PROBLEM TO WORK ON:
Report only the number of lines in the records that contain the word "super".

EXERCISE MATERIALS:
..........
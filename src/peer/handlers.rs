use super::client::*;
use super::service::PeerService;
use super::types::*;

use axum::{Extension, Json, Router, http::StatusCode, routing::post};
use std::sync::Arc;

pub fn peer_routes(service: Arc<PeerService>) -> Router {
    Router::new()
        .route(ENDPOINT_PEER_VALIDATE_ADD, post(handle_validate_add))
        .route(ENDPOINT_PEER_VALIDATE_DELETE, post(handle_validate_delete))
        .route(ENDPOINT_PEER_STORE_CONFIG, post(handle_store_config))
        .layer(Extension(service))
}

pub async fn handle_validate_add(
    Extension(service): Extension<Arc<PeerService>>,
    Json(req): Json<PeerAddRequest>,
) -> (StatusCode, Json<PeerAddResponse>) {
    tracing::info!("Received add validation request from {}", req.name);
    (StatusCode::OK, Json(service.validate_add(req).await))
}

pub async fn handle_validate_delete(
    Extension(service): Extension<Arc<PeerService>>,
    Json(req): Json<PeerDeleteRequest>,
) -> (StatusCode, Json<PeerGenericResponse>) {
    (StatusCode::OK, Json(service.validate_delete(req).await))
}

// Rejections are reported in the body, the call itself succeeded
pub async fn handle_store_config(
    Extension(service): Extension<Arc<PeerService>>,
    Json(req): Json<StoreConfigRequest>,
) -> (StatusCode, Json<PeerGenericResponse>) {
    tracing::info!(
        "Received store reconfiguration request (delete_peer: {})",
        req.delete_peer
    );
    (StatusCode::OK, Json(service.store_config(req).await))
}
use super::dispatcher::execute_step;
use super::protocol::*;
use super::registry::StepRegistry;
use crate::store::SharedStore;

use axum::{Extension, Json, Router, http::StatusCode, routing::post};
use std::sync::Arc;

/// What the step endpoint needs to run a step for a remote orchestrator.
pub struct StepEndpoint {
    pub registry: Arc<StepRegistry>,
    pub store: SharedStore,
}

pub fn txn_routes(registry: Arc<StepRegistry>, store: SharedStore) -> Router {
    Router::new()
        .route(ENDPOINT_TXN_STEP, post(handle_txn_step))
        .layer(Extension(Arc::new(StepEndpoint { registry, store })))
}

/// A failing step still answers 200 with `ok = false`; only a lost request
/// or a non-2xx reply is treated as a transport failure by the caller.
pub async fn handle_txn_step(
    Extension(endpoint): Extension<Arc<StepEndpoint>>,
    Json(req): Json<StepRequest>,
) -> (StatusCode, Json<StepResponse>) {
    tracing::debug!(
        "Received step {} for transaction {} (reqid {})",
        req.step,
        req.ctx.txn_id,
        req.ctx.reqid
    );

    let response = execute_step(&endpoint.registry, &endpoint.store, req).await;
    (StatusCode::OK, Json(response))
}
..........
OUTPUT OF THE EXERCISE:
6